Mehr als Merkels Corona-Politik schadete Haseloff in den Umfragen vermutlich eine andere Entwicklung: dass CDU-Chef Armin Laschet und nicht der beliebtere CSU-Chef Markus Söder Kanzlerkandidat der Union wurde. Haseloff hatte Laschet erst Friedrich Merz als Parteivorsitzenden öffentlich vorgezogen, dann, in einem spektakulären Manöver, Söder als möglichen nächsten Kanzler.
Im Wahlkampf tat Haseloff, wie wenn nichts gewesen wäre: Er trat einfach nacheinander mit Merz, Söder und Laschet auf und wertete das als Beleg dafür, wie breit die CDU aufgestellt sei. Dazu gehört in Sachsen-Anhalt allerdings auch die Tatsache, dass Teile seiner Landtagsfraktion sich der AfD politisch deutlich näher fühlen als etwa den Grünen – zum Entsetzen Haseloffs und der Bundes-CDU.

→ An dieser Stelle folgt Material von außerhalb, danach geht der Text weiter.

//! BranchBundle core types
//!
//! Types for the BranchBundle archive format (.branchbundle.tar.zst)

use serde::{Deserialize, Serialize};
use std::collections::HashMap;
use std::path::PathBuf;

/// Current BranchBundle format version
pub const BRANCHBUNDLE_FORMAT_VERSION: u32 = 2;

/// File extension for BranchBundle archives
pub const BRANCHBUNDLE_EXTENSION: &str = ".branchbundle.tar.zst";

/// Archive paths within the bundle
pub mod paths {
    /// Root directory in the archive
    pub const ROOT: &str = "branchbundle";
    /// Bundle manifest file
    pub const MANIFEST: &str = "branchbundle/MANIFEST.json";
    /// Branch metadata file
    pub const BRANCH: &str = "branchbundle/BRANCH.json";
    /// WAL entries file
    pub const WAL: &str = "branchbundle/WAL.branchlog";

    // Post-MVP paths (reserved)
    /// Index directory
    pub const INDEX_DIR: &str = "branchbundle/INDEX";
    /// Writeset index file
    pub const WRITESET_INDEX: &str = "branchbundle/INDEX/writeset.bin";
    /// Snapshot directory
    pub const SNAPSHOT_DIR: &str = "branchbundle/SNAPSHOT";
}

/// Magic bytes for WAL.branchlog header
pub const WAL_BRANCHLOG_MAGIC: &[u8; 10] = b"STRATA_WAL";

/// WAL.branchlog format version
pub const WAL_BRANCHLOG_VERSION: u16 = 2;

// =============================================================================
// MANIFEST.json
// =============================================================================

/// Bundle manifest - format metadata and checksums
///
/// This is the first file read when opening a bundle.
/// It contains version info, checksums for integrity verification,
/// and a summary of bundle contents.
#[derive(Debug, Clone, Serialize, Deserialize, PartialEq)]
pub struct BundleManifest {
    /// Format version (currently 1)
    pub format_version: u32,

    /// Strata version that created this bundle
    pub strata_version: String,

    /// ISO 8601 timestamp when bundle was created
    pub created_at: String,

    /// Checksum algorithm used (currently "xxh3")
    pub checksum_algorithm: String,

    /// Checksums for each file in the bundle
    /// Key: relative path (e.g., "RUN.json")
    /// Value: hex-encoded checksum
    pub checksums: HashMap<String, String>,

    /// Summary of bundle contents
    pub contents: BundleContents,
}

impl BundleManifest {
    /// Create a new manifest with current timestamp
    pub fn new(strata_version: impl Into<String>, contents: BundleContents) -> Self {
        Self {
            format_version: BRANCHBUNDLE_FORMAT_VERSION,
            strata_version: strata_version.into(),
            created_at: chrono_now_iso8601(),
            checksum_algorithm: "xxh3".to_string(),
            checksums: HashMap::new(),
            contents,
        }
    }

    /// Add a checksum for a file
    pub fn add_checksum(&mut self, path: impl Into<String>, checksum: impl Into<String>) {
        self.checksums.insert(path.into(), checksum.into());
    }
}

/// Summary of bundle contents
#[derive(Debug, Clone, Serialize, Deserialize, PartialEq, Default)]
pub struct BundleContents {
    /// Number of WAL entries in the bundle
    pub wal_entry_count: u64,

    /// Size of WAL.runlog in bytes (uncompressed)
    pub wal_size_bytes: u64,
    // Post-MVP fields:
    // pub has_snapshot: bool,
    // pub has_index: bool,
}

// =============================================================================
// RUN.json
// =============================================================================

/// Branch metadata - human-readable branch information
///
/// This file contains all metadata about the branch, designed to be
/// readable with standard tools like `jq`.
#[derive(Debug, Clone, Serialize, Deserialize, PartialEq)]
pub struct BundleBranchInfo {
    /// Branch ID (UUID string)
    pub branch_id: String,

    /// Human-readable branch name
    pub name: String,

    /// Branch state: "active"
    pub state: String,

    /// ISO 8601 timestamp when branch was created
    pub created_at: String,

    /// ISO 8601 timestamp when branch was closed
    pub closed_at: String,

    /// Parent branch ID if this is a child branch
    #[serde(skip_serializing_if = "Option::is_none")]
    pub parent_branch_id: Option<String>,

    /// Error message if branch failed
    #[serde(skip_serializing_if = "Option::is_none")]
    pub error: Option<String>,
}

impl BundleBranchInfo {
    /// Check if the branch state is a valid terminal state
    pub fn is_terminal_state(&self) -> bool {
        matches!(
            self.state.as_str(),
            "completed" | "failed" | "cancelled" | "archived"
        )
    }
}

// =============================================================================
// Export Types
// =============================================================================

/// Information returned after exporting a branch
#[derive(Debug, Clone)]
pub struct BranchExportInfo {
    /// ID of the exported run
    pub branch_id: String,

    /// Path where the bundle was written
    pub path: PathBuf,

    /// Number of WAL entries in the bundle
    pub wal_entry_count: u64,

    /// Size of the bundle file in bytes
    pub bundle_size_bytes: u64,

    /// xxh3 checksum of the entire bundle file
    pub checksum: String,
}

/// Options for export operation
#[derive(Debug, Clone)]
pub struct ExportOptions {
    /// Zstd compression level (1-22, default: 3)
    pub compression_level: i32,
}

impl Default for ExportOptions {
    fn default() -> Self {
        Self {
            compression_level: 3,
        }
    }
}

// =============================================================================
// Verify Types
// =============================================================================

/// Information returned after verifying a bundle
#[derive(Debug, Clone)]
pub struct BundleVerifyInfo {
    /// Run ID from the bundle
    pub branch_id: String,

    /// Format version of the bundle
    pub format_version: u32,

    /// Number of WAL entries in the bundle
    pub wal_entry_count: u64,

    /// Whether all checksums are valid
    pub checksums_valid: bool,
}

// =============================================================================
// Import Types
// =============================================================================

/// Information returned after importing a branch
#[derive(Debug, Clone)]
pub struct ImportedBranchInfo {
    /// Branch ID of the imported branch
    pub branch_id: String,

    /// Number of WAL entries that were replayed
    pub wal_entries_replayed: u64,
}

// =============================================================================
// Helper Functions
// =============================================================================

/// Get current time as ISO 8601 string
///
/// NOTE: This uses an approximate date calculation to avoid adding a chrono dependency.
/// The date may be off by a few days due to simplified leap year handling. This is
/// acceptable because this timestamp is only used for bundle metadata/display, not for
/// correctness. The actual WAL entries use proper microsecond timestamps from SystemTime.
fn chrono_now_iso8601() -> String {
    let now = std::time::SystemTime::now();
    let duration = now
        .duration_since(std::time::UNIX_EPOCH)
        .unwrap_or_default();
    let secs = duration.as_secs();

    // Calculate time components (these are exact)
    let days = secs / 86400;
    let time_secs = secs % 86400;
    let hours = time_secs / 3600;
    let minutes = (time_secs % 3600) / 60;
    let seconds = time_secs % 60;

    // Approximate year/month/day calculation
    // This doesn't account for leap years correctly, so dates may be off by a few days.
    // For bundle metadata this is acceptable - use proper datetime library if precision needed.
    let years = 1970 + (days / 365);
    let day_of_year = days % 365;
    let month = (day_of_year / 30).min(11) + 1;
    let day = (day_of_year % 30) + 1;

    format!(
        "{:04}-{:02}-{:02}T{:02}:{:02}:{:02}Z",
        years, month, day, hours, minutes, seconds
    )
}

/// Compute xxh3 hash of data and return as hex string
pub fn xxh3_hex(data: &[u8]) -> String {
    use xxhash_rust::xxh3::xxh3_64;
    format!("{:016x}", xxh3_64(data))
}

In der jüngsten Umfrage der renommierten Forschungsgruppe Wahlen liegt die CDU mit 30 Prozent nun wieder deutlich vor der AfD, die bei 23 Prozent steht. Die Linke, die SPD und die Grünen kommen jeweils auf rund 10 Prozent, auch die FDP dürfte es, anders als 2016, in den Landtag schaffen. Wie in anderen Wahlkämpfen der letzten Monate scheint der Amtsinhaber auch hier am Ende von einem kräftigen Bonus bei Wählerinnen und Wählern zu profitieren. Haseloff ist in Sachsen-Anhalt beliebt und geschätzt – jedenfalls mehr als seine Partei. Der AfD fehlt ein solcher Spitzenkandidat.
Gewinnt Haseloff, wird es möglicherweise erst nach der Wahl so richtig spannend. Dann nämlich, wenn es darum geht, eine Koalition zu bilden. Da die CDU weder mit AfD noch mit Linkspartei zusammenarbeitet, bleiben SPD, Grüne und FDP als Partner. Sollten AfD und Linke stärker abschneiden als erwartet, braucht Haseloff unter Umständen sogar ein Viererbündnis aller Mitteparteien, um gegen die Kräfte von rechts- und linksaussen zu regieren.